Member of the Georgia Senate
- In office 1830

Member of the Georgia House of Representatives
- In office 1824–1831

Personal details
- Born: October 30, 1797 Burke County, Georgia, U.S.
- Died: June 17, 1861 (aged 63) Albany, Georgia, U.S.
- Party: Whig

= Lott Warren =

American politician

Lott Warren (October 30, 1797 – June 17, 1861) was a United States representative from Georgia. He was born in Burke County, Georgia near Augusta, Georgia. He attended the common schools and then moved to Dublin, Georgia in 1816. He served as a second lieutenant of Volunteers in the expedition against the Seminoles in 1818. He studied law and was admitted to the bar in 1821 and commenced practice in Dublin, Georgia. He was also a regularly ordained Baptist minister, but never filled a definite charge.

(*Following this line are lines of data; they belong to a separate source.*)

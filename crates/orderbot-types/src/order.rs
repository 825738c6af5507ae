//! Order types for the relay.
//!
//! A customer submission arrives as a flat list of [`SubmittedItem`]s. The
//! grouping stage folds them into [`OrderGroup`]s, and the registry tracks each
//! group as an [`Order`] moving through its [`OrderStatus`] lifecycle.

use rust_decimal::Decimal;
use serde::{Deserialize, Serialize};
use std::fmt;

/// Opaque order identifier.
///
/// The relay never inspects the token; short codes and long random tokens
/// are equally valid.
#[derive(Debug, Clone, PartialEq, Eq, Hash, PartialOrd, Ord, Serialize, Deserialize)]
#[serde(transparent)]
pub struct OrderId(String);

impl OrderId {
	pub fn new(id: impl Into<String>) -> Self {
		Self(id.into())
	}

	pub fn as_str(&self) -> &str {
		&self.0
	}
}

impl fmt::Display for OrderId {
	fn fmt(&self, f: &mut fmt::Formatter<'_>) -> fmt::Result {
		f.write_str(&self.0)
	}
}

impl From<&str> for OrderId {
	fn from(id: &str) -> Self {
		Self::new(id)
	}
}

/// Messaging-platform user id of the customer who submitted an item.
#[derive(
	Debug, Clone, Copy, PartialEq, Eq, Hash, PartialOrd, Ord, Serialize, Deserialize,
)]
#[serde(transparent)]
pub struct CustomerId(pub i64);

impl fmt::Display for CustomerId {
	fn fmt(&self, f: &mut fmt::Formatter<'_>) -> fmt::Result {
		write!(f, "{}", self.0)
	}
}

/// A single line item as posted by the storefront.
///
/// Customer fields are repeated on every item; the grouping stage uses them
/// to decide which items belong to the same order.
#[derive(Debug, Clone, PartialEq, Serialize, Deserialize)]
pub struct SubmittedItem {
	pub name: String,
	pub phone: String,
	pub address: String,
	#[serde(rename = "branchName")]
	pub branch: String,
	#[serde(default)]
	pub note: Option<String>,
	#[serde(rename = "menuCategory")]
	pub category: String,
	#[serde(rename = "menuItem")]
	pub item_name: String,
	pub quantity: u32,
	#[serde(rename = "price")]
	pub unit_price: Decimal,
	/// Proof-of-payment image reference (URL).
	#[serde(rename = "qrImage", default)]
	pub proof_of_payment: Option<String>,
	#[serde(rename = "telegramId")]
	pub customer_id: CustomerId,
}

impl SubmittedItem {
	/// Returns the composite key deciding group membership.
	pub fn group_key(&self) -> GroupKey<'_> {
		GroupKey {
			name: &self.name,
			phone: &self.phone,
			address: &self.address,
			branch: &self.branch,
			note: self.note.as_deref().unwrap_or(""),
		}
	}

	/// Splits off the line item part of the submission.
	pub fn line_item(&self) -> LineItem {
		LineItem {
			category: self.category.clone(),
			item_name: self.item_name.clone(),
			quantity: self.quantity,
			unit_price: self.unit_price,
		}
	}
}

/// Composite grouping key: (name, phone, address, branch, note-or-empty).
///
/// Equality is exact; no trimming or case folding is applied.
#[derive(Debug, Clone, Copy, PartialEq, Eq, Hash)]
pub struct GroupKey<'a> {
	pub name: &'a str,
	pub phone: &'a str,
	pub address: &'a str,
	pub branch: &'a str,
	pub note: &'a str,
}

/// One menu item entry within an order.
#[derive(Debug, Clone, PartialEq, Eq, Serialize, Deserialize)]
pub struct LineItem {
	pub category: String,
	pub item_name: String,
	pub quantity: u32,
	pub unit_price: Decimal,
}

impl LineItem {
	/// Unit price times quantity, or `None` when it does not fit a `Decimal`.
	pub fn checked_subtotal(&self) -> Option<Decimal> {
		self.unit_price.checked_mul(Decimal::from(self.quantity))
	}

	/// Saturates at `Decimal::MAX`.
	pub fn subtotal(&self) -> Decimal {
		self.unit_price.saturating_mul(Decimal::from(self.quantity))
	}
}

/// A grouped customer submission.
#[derive(Debug, Clone, PartialEq, Eq, Serialize, Deserialize)]
pub struct OrderGroup {
	pub customer_name: String,
	pub phone: String,
	pub address: String,
	pub note: Option<String>,
	pub branch: String,
	pub proof_of_payment: Option<String>,
	pub customer_id: CustomerId,
	pub items: Vec<LineItem>,
}

impl OrderGroup {
	/// Starts a group from the first item that carries its key.
	pub fn from_first_item(item: &SubmittedItem) -> Self {
		Self {
			customer_name: item.name.clone(),
			phone: item.phone.clone(),
			address: item.address.clone(),
			note: item.note.clone(),
			branch: item.branch.clone(),
			proof_of_payment: item.proof_of_payment.clone(),
			customer_id: item.customer_id,
			items: vec![item.line_item()],
		}
	}

	/// Appends an item that shares this group's key.
	pub fn push(&mut self, item: &SubmittedItem) {
		if self.proof_of_payment.is_none() {
			self.proof_of_payment = item.proof_of_payment.clone();
		}
		self.items.push(item.line_item());
	}

	/// Sum of all subtotals, or `None` on overflow.
	pub fn checked_total(&self) -> Option<Decimal> {
		self.items
			.iter()
			.try_fold(Decimal::ZERO, |acc, item| acc.checked_add(item.checked_subtotal()?))
	}

	pub fn total(&self) -> Decimal {
		self.items
			.iter()
			.fold(Decimal::ZERO, |acc, item| acc.saturating_add(item.subtotal()))
	}
}

/// Lifecycle status of an order.
#[derive(Debug, Clone, Copy, PartialEq, Eq, Hash, Serialize, Deserialize)]
#[serde(rename_all = "lowercase")]
pub enum OrderStatus {
	/// Announced to staff, waiting for confirm or decline.
	Pending,
	/// Confirmed and being prepared or delivered.
	Active,
	/// Declined by staff (terminal).
	Declined,
	/// Delivered and closed (terminal).
	Completed,
}

impl OrderStatus {
	/// Checks whether `self -> to` is an edge of the lifecycle.
	pub fn can_transition_to(self, to: OrderStatus) -> bool {
		matches!(
			(self, to),
			(OrderStatus::Pending, OrderStatus::Active)
				| (OrderStatus::Pending, OrderStatus::Declined)
				| (OrderStatus::Active, OrderStatus::Completed)
		)
	}

	pub fn is_terminal(self) -> bool {
		matches!(self, OrderStatus::Declined | OrderStatus::Completed)
	}
}

impl fmt::Display for OrderStatus {
	fn fmt(&self, f: &mut fmt::Formatter<'_>) -> fmt::Result {
		let s = match self {
			OrderStatus::Pending => "pending",
			OrderStatus::Active => "active",
			OrderStatus::Declined => "declined",
			OrderStatus::Completed => "completed",
		};
		f.write_str(s)
	}
}

/// An order tracked by the registry.
#[derive(Debug, Clone, PartialEq, Eq, Serialize, Deserialize)]
pub struct Order {
	pub id: OrderId,
	pub status: OrderStatus,
	pub group: OrderGroup,
	/// Unix timestamp of creation.
	pub created_at: u64,
	/// Unix timestamp of the last status change.
	pub updated_at: u64,
}

#[cfg(test)]
mod tests {
	use super::*;
	use std::str::FromStr;

	fn item(note: Option<&str>) -> SubmittedItem {
		SubmittedItem {
			name: "Ana".to_string(),
			phone: "555-0101".to_string(),
			address: "1 Main St".to_string(),
			branch: "Central".to_string(),
			note: note.map(str::to_string),
			category: "Pizza".to_string(),
			item_name: "Margherita".to_string(),
			quantity: 3,
			unit_price: Decimal::from_str("4.50").unwrap(),
			proof_of_payment: None,
			customer_id: CustomerId(42),
		}
	}

	#[test]
	fn test_subtotal_and_total() {
		let mut group = OrderGroup::from_first_item(&item(None));
		let mut second = item(None);
		second.quantity = 1;
		second.unit_price = Decimal::from_str("2.25").unwrap();
		group.push(&second);

		assert_eq!(group.items[0].subtotal(), Decimal::from_str("13.50").unwrap());
		assert_eq!(group.total(), Decimal::from_str("15.75").unwrap());
		assert_eq!(group.checked_total(), Some(group.total()));
	}

	#[test]
	fn test_overflowing_amounts() {
		let mut huge = item(None);
		huge.unit_price = Decimal::from_i128_with_scale(10_i128.pow(28), 0);
		huge.quantity = 10;
		assert_eq!(huge.line_item().checked_subtotal(), None);
		assert_eq!(huge.line_item().subtotal(), Decimal::MAX);

		let mut big = item(None);
		big.unit_price = Decimal::MAX;
		big.quantity = 1;
		let mut group = OrderGroup::from_first_item(&big);
		group.push(&big);
		assert!(group.items[0].checked_subtotal().is_some());
		assert_eq!(group.checked_total(), None);
		assert_eq!(group.total(), Decimal::MAX);
	}

	#[test]
	fn test_missing_note_matches_empty_note() {
		let a = item(None);
		let b = item(Some(""));
		let c = item(Some("no onions"));

		assert_eq!(a.group_key(), b.group_key());
		assert_ne!(a.group_key(), c.group_key());
	}

	#[test]
	fn test_group_takes_first_proof_of_payment() {
		let mut group = OrderGroup::from_first_item(&item(None));
		let mut with_proof = item(None);
		with_proof.proof_of_payment = Some("https://img.example/1.png".to_string());
		group.push(&with_proof);
		let mut other_proof = item(None);
		other_proof.proof_of_payment = Some("https://img.example/2.png".to_string());
		group.push(&other_proof);

		assert_eq!(
			group.proof_of_payment.as_deref(),
			Some("https://img.example/1.png")
		);
	}

	#[test]
	fn test_lifecycle_edges() {
		use OrderStatus::*;
		let all = [Pending, Active, Declined, Completed];
		let allowed = [(Pending, Active), (Pending, Declined), (Active, Completed)];

		for from in all {
			for to in all {
				assert_eq!(
					from.can_transition_to(to),
					allowed.contains(&(from, to)),
					"{from} -> {to}"
				);
			}
		}
		assert!(Declined.is_terminal());
		assert!(Completed.is_terminal());
		assert!(!Pending.is_terminal());
		assert!(!Active.is_terminal());
	}

	#[test]
	fn test_submitted_item_wire_names() {
		let json = r#"{
			"name": "Ana",
			"phone": "555-0101",
			"address": "1 Main St",
			"branchName": "Central",
			"menuCategory": "Pizza",
			"menuItem": "Margherita",
			"quantity": 2,
			"price": 4.5,
			"qrImage": "https://img.example/proof.png",
			"telegramId": 123456789
		}"#;

		let parsed: SubmittedItem = serde_json::from_str(json).unwrap();
		assert_eq!(parsed.branch, "Central");
		assert_eq!(parsed.note, None);
		assert_eq!(parsed.customer_id, CustomerId(123456789));
		assert_eq!(parsed.line_item().subtotal(), Decimal::from(9));
	}
}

Warren moved to Marion, Georgia, in 1825 and was elected a major of the state militia in 1823. He served as a member of the Georgia House of Representatives in 1824 and 1831. He also served in the Georgia Senate in 1830. He was solicitor general and judge of the southern circuit of Georgia 1831–1834. He moved to Americus, Georgia in 1836 and was elected as a Whig to the 26th and 27th Congresses (March 4, 1839 - March 3, 1843). He was not a candidate for renomination in 1842. He moved to Albany, Georgia in 1842 and was judge of the superior court of Georgia 1843–1852. He resumed the practice of his of law and died in Albany, Georgia, in 1861 and was buried in Riverside Cemetery.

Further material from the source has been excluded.